[Exercise description] Below are the entries. Transcribe exactly the lines from the one with "const STDERR_LEVELS: &[log::Level]" through the one with "let app = api::router()", ends included, and leave out all others.

[Stored data]
###

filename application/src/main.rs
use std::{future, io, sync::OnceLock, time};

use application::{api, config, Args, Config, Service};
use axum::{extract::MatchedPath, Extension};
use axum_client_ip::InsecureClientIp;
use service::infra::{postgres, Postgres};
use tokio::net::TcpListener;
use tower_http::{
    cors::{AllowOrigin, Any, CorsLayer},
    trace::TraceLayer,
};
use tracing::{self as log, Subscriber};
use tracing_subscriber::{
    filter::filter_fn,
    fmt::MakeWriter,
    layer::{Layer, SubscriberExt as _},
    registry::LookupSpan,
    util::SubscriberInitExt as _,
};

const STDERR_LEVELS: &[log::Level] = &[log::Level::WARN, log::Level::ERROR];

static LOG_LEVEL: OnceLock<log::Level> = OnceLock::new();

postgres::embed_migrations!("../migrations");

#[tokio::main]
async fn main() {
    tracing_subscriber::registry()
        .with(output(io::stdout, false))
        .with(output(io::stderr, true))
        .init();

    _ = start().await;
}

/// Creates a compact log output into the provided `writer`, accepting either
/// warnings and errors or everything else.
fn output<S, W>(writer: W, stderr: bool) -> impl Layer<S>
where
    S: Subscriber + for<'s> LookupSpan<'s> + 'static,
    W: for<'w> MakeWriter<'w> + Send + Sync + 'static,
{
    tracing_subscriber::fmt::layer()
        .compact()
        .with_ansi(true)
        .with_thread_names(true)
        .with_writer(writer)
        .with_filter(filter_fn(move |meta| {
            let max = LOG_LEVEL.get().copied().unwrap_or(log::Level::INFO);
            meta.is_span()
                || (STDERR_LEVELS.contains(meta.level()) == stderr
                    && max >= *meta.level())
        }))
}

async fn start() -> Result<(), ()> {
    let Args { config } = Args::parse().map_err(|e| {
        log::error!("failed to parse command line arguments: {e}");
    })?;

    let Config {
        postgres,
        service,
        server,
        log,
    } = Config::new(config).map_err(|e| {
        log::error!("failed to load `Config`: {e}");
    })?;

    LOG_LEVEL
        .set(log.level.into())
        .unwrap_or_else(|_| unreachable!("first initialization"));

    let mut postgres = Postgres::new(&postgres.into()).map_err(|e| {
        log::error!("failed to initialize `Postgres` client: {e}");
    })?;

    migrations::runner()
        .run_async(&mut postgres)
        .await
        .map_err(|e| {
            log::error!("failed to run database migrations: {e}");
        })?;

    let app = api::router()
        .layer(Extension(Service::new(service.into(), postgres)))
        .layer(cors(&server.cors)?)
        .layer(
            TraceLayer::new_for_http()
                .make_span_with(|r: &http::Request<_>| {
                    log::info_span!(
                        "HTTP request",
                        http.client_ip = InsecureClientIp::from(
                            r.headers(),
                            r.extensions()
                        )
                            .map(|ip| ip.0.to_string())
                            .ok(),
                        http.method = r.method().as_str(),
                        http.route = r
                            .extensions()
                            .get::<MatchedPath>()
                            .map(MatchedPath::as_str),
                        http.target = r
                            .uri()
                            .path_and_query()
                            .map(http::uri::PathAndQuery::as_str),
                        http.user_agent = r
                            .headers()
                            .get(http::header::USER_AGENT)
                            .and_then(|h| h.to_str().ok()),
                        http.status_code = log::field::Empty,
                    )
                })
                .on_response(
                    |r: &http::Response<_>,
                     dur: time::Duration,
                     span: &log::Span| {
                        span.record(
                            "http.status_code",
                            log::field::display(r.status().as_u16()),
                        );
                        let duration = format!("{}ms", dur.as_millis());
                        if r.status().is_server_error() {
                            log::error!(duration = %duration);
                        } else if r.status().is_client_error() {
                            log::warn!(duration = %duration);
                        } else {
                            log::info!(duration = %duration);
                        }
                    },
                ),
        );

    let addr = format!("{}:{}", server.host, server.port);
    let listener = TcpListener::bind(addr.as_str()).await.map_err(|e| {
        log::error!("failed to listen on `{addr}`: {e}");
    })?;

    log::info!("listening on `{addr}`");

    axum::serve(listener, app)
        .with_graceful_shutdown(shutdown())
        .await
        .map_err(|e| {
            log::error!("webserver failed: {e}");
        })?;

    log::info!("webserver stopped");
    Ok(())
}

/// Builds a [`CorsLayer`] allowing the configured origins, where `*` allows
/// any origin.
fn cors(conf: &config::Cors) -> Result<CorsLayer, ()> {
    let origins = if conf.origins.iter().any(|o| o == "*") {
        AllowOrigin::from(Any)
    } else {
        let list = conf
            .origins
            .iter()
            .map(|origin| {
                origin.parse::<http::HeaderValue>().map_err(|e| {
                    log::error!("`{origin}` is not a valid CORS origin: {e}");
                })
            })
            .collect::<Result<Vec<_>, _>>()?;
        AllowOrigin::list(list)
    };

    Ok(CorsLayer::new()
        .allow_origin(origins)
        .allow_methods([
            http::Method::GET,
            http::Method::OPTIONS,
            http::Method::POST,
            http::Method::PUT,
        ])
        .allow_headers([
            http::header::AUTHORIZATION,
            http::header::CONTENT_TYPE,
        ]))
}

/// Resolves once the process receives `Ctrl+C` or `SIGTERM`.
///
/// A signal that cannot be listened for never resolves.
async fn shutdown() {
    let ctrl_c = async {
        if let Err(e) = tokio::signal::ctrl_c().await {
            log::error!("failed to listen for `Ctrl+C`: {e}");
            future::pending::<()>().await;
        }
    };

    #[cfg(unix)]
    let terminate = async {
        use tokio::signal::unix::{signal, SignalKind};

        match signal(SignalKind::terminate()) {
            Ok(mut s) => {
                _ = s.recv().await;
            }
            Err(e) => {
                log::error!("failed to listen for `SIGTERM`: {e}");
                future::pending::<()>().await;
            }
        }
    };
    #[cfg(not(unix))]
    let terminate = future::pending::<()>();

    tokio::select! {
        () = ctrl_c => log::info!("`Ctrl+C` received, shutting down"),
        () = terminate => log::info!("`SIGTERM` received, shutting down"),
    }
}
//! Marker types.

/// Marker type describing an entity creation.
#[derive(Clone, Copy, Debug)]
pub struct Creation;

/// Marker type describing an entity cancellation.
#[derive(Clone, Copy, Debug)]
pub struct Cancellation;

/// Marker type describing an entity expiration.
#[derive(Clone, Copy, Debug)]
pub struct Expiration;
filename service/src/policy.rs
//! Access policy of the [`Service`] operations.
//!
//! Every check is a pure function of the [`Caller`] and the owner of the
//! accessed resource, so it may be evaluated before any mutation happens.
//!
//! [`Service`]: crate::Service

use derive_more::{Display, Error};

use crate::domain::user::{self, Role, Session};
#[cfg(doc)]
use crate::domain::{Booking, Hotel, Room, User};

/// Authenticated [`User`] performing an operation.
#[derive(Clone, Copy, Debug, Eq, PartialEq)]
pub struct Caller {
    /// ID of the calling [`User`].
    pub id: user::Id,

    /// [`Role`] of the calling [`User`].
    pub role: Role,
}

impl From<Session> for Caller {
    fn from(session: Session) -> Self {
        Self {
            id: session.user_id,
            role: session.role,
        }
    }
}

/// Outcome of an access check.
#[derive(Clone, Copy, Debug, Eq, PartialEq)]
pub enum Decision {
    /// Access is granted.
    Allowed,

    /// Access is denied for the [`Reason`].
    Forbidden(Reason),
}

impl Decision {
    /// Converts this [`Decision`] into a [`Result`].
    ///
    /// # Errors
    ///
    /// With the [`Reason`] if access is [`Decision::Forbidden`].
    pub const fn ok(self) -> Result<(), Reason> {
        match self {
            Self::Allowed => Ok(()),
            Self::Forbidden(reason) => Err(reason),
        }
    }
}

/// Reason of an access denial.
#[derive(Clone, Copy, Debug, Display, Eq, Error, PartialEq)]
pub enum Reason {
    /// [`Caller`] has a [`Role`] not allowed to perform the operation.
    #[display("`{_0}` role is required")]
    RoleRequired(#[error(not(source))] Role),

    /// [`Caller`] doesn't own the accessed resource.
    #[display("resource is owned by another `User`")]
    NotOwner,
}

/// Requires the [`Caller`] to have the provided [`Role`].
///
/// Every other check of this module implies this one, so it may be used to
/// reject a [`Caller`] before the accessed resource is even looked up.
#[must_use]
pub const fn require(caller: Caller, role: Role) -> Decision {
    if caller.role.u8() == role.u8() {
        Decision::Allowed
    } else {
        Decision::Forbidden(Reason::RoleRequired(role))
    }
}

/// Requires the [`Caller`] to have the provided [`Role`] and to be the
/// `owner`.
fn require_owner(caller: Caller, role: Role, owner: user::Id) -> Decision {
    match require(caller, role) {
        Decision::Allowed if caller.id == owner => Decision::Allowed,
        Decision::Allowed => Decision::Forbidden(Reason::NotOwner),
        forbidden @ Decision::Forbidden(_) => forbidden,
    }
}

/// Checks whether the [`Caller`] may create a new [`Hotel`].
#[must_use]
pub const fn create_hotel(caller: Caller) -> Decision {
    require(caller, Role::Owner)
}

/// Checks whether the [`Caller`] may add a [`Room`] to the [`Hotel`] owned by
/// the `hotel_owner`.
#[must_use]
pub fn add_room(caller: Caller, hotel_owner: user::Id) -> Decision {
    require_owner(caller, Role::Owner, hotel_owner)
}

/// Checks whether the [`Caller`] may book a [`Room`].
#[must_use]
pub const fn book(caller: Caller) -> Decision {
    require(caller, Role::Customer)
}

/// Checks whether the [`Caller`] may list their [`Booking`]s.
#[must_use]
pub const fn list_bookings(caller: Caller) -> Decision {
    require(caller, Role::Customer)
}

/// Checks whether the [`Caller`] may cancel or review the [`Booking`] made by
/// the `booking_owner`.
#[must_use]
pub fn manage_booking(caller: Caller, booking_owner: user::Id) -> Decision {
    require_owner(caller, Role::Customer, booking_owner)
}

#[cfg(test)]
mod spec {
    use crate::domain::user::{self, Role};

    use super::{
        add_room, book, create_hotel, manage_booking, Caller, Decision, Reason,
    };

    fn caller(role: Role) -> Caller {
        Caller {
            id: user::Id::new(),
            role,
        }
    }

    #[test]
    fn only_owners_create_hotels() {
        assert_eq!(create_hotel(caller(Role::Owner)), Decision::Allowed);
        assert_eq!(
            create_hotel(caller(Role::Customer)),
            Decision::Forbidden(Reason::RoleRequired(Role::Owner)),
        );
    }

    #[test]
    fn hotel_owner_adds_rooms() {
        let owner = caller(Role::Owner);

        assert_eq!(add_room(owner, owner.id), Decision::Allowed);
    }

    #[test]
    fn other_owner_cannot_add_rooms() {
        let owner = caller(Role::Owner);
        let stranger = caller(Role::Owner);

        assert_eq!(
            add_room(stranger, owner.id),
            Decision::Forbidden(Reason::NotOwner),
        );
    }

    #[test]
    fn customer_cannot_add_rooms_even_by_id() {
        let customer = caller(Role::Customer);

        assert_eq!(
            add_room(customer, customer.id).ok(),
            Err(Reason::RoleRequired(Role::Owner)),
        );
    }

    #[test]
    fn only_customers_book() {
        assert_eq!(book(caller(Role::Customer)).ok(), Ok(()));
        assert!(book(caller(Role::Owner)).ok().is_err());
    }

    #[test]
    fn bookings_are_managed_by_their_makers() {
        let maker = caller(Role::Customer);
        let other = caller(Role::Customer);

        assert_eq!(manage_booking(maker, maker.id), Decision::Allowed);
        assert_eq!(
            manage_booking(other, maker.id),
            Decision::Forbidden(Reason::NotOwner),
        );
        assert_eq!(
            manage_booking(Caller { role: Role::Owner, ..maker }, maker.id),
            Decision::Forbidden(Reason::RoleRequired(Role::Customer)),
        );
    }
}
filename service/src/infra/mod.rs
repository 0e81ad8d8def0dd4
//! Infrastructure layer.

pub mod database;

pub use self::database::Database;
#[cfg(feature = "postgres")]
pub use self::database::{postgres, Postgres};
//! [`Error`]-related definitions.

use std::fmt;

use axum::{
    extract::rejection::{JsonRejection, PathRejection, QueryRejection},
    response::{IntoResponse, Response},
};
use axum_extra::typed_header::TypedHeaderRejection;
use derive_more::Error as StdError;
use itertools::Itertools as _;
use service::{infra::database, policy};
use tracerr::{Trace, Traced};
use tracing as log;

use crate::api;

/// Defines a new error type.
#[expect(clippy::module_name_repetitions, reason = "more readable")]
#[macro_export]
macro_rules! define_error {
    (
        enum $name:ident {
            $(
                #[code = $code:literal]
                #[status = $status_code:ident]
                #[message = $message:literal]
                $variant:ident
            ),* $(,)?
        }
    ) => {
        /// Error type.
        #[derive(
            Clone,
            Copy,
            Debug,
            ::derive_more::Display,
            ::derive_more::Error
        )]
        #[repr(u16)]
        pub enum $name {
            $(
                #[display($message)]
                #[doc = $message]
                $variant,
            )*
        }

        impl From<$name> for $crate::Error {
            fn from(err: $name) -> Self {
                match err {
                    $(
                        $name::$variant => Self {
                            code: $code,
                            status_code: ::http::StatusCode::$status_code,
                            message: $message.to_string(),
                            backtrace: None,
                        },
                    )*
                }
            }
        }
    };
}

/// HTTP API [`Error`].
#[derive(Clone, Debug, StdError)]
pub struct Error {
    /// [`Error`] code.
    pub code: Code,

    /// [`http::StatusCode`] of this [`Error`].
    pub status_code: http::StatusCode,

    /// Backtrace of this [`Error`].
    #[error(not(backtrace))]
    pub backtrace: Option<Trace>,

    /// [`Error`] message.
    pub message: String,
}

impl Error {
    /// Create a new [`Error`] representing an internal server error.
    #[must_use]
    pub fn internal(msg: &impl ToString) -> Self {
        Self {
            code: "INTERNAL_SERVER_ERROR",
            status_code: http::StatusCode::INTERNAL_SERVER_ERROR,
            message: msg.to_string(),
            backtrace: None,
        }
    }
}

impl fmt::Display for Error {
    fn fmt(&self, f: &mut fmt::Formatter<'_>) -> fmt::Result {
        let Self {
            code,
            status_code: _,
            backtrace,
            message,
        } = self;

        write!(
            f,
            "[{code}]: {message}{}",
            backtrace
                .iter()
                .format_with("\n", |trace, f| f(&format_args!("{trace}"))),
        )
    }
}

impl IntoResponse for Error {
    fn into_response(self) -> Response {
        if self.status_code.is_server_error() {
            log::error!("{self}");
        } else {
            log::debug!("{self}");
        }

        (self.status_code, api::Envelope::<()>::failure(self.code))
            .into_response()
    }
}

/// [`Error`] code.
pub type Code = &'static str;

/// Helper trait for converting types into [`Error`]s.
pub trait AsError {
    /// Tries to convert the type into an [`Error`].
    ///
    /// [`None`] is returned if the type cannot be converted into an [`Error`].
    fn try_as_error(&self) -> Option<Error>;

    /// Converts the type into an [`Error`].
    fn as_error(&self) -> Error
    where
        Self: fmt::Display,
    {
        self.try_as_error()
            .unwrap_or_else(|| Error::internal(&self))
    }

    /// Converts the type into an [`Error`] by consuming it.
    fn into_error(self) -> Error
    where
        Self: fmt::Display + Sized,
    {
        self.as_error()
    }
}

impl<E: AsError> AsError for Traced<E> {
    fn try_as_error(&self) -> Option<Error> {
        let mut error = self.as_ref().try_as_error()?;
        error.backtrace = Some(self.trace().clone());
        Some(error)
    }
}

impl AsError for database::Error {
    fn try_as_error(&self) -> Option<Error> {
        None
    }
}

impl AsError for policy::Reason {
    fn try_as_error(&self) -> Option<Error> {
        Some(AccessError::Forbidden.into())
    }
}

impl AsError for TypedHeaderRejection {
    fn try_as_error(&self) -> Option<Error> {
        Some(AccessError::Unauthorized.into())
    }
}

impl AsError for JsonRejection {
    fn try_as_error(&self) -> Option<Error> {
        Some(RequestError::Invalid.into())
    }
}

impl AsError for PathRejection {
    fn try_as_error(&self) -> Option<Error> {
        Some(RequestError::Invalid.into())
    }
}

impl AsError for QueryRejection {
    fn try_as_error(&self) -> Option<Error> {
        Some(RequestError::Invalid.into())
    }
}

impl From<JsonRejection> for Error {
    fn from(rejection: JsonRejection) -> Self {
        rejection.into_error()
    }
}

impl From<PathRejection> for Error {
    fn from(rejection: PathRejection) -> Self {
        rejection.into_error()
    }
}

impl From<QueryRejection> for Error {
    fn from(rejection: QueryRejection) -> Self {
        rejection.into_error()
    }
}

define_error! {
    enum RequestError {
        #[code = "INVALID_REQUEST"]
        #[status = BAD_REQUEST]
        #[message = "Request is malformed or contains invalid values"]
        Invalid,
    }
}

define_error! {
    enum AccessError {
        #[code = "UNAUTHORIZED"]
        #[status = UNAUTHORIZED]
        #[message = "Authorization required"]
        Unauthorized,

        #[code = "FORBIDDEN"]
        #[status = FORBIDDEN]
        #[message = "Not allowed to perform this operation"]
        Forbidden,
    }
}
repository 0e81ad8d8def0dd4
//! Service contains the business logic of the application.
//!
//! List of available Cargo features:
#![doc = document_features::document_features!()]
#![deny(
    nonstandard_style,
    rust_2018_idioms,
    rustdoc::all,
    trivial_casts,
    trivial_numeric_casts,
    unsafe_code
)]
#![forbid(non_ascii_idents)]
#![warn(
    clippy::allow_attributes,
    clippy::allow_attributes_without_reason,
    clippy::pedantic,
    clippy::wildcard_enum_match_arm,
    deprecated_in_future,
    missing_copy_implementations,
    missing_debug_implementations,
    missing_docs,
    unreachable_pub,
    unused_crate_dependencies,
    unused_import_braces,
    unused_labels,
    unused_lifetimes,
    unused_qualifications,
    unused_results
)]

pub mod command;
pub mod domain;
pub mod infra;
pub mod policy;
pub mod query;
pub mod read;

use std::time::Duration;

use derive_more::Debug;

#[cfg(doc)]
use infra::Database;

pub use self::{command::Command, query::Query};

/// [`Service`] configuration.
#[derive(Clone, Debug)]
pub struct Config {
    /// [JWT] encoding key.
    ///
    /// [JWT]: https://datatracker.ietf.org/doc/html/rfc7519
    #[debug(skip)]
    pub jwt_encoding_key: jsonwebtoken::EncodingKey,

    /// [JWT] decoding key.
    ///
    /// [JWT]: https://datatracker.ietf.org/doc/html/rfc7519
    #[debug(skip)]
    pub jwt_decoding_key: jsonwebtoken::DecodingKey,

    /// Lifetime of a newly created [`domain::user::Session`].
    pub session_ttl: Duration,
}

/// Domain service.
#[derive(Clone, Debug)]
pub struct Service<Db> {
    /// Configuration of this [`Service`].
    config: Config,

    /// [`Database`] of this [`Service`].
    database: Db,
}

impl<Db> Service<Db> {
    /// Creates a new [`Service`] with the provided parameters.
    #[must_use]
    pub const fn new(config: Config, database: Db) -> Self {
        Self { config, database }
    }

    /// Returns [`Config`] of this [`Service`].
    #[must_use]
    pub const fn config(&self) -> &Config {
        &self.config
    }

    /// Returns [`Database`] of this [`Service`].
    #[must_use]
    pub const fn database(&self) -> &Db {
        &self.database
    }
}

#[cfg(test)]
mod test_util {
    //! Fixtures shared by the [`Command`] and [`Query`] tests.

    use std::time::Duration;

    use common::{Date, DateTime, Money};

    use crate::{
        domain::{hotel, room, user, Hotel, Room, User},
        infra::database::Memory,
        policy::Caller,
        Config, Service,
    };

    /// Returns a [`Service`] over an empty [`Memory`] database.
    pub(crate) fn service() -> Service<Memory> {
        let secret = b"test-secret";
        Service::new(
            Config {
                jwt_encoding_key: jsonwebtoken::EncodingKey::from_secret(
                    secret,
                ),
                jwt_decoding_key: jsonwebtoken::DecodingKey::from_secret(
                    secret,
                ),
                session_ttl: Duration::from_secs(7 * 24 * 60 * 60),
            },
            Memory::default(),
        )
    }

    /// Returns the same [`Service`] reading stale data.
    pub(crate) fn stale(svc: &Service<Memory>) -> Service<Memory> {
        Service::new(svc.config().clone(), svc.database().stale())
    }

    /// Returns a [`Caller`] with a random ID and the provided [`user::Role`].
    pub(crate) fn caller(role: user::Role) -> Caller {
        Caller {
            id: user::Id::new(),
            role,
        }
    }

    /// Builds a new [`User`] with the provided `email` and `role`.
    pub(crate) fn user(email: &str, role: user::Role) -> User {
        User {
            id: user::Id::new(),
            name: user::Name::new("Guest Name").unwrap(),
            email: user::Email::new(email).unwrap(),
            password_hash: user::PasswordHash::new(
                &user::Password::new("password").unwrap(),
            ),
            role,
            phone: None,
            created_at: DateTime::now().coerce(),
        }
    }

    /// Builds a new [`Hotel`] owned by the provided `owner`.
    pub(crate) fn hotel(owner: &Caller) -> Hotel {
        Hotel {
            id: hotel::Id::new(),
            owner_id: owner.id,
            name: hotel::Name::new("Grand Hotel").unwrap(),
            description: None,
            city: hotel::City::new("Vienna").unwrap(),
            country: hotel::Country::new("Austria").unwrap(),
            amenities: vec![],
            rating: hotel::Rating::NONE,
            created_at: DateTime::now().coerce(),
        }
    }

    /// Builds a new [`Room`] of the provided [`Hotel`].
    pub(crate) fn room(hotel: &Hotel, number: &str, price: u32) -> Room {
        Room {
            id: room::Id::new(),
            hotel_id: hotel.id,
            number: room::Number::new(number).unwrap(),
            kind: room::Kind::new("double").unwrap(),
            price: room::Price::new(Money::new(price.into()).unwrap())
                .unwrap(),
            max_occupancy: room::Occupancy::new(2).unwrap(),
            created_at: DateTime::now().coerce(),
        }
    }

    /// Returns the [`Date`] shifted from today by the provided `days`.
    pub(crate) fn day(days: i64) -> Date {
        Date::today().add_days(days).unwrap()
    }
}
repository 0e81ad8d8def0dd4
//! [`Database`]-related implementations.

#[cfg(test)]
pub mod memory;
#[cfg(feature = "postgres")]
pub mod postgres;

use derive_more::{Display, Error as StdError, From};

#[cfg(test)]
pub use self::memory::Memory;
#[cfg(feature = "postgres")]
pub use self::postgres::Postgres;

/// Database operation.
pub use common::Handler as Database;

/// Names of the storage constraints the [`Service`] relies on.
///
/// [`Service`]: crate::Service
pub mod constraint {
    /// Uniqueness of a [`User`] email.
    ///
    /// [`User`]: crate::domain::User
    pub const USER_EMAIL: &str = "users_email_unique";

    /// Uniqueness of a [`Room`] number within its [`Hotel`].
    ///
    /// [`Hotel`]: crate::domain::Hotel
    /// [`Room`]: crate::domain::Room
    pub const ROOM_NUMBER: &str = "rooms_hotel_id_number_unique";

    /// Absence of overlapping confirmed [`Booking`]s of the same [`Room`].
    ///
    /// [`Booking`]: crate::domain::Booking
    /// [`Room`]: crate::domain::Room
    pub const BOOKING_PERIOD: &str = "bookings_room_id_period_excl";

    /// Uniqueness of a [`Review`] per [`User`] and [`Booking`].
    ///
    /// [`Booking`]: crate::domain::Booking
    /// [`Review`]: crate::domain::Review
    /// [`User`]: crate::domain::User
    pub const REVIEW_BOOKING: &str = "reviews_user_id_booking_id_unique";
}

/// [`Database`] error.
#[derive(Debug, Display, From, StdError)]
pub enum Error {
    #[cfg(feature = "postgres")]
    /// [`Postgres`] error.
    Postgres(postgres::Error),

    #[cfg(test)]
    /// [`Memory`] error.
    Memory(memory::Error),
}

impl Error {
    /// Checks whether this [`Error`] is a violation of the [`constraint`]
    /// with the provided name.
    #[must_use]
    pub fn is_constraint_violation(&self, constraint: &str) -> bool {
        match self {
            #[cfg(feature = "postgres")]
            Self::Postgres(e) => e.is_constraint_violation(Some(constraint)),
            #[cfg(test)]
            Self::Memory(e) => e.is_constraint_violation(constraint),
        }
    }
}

###

[Result]
const STDERR_LEVELS: &[log::Level] = &[log::Level::WARN, log::Level::ERROR];

static LOG_LEVEL: OnceLock<log::Level> = OnceLock::new();

postgres::embed_migrations!("../migrations");

#[tokio::main]
async fn main() {
    tracing_subscriber::registry()
        .with(output(io::stdout, false))
        .with(output(io::stderr, true))
        .init();

    _ = start().await;
}

/// Creates a compact log output into the provided `writer`, accepting either
/// warnings and errors or everything else.
fn output<S, W>(writer: W, stderr: bool) -> impl Layer<S>
where
    S: Subscriber + for<'s> LookupSpan<'s> + 'static,
    W: for<'w> MakeWriter<'w> + Send + Sync + 'static,
{
    tracing_subscriber::fmt::layer()
        .compact()
        .with_ansi(true)
        .with_thread_names(true)
        .with_writer(writer)
        .with_filter(filter_fn(move |meta| {
            let max = LOG_LEVEL.get().copied().unwrap_or(log::Level::INFO);
            meta.is_span()
                || (STDERR_LEVELS.contains(meta.level()) == stderr
                    && max >= *meta.level())
        }))
}

async fn start() -> Result<(), ()> {
    let Args { config } = Args::parse().map_err(|e| {
        log::error!("failed to parse command line arguments: {e}");
    })?;

    let Config {
        postgres,
        service,
        server,
        log,
    } = Config::new(config).map_err(|e| {
        log::error!("failed to load `Config`: {e}");
    })?;

    LOG_LEVEL
        .set(log.level.into())
        .unwrap_or_else(|_| unreachable!("first initialization"));

    let mut postgres = Postgres::new(&postgres.into()).map_err(|e| {
        log::error!("failed to initialize `Postgres` client: {e}");
    })?;

    migrations::runner()
        .run_async(&mut postgres)
        .await
        .map_err(|e| {
            log::error!("failed to run database migrations: {e}");
        })?;

    let app = api::router()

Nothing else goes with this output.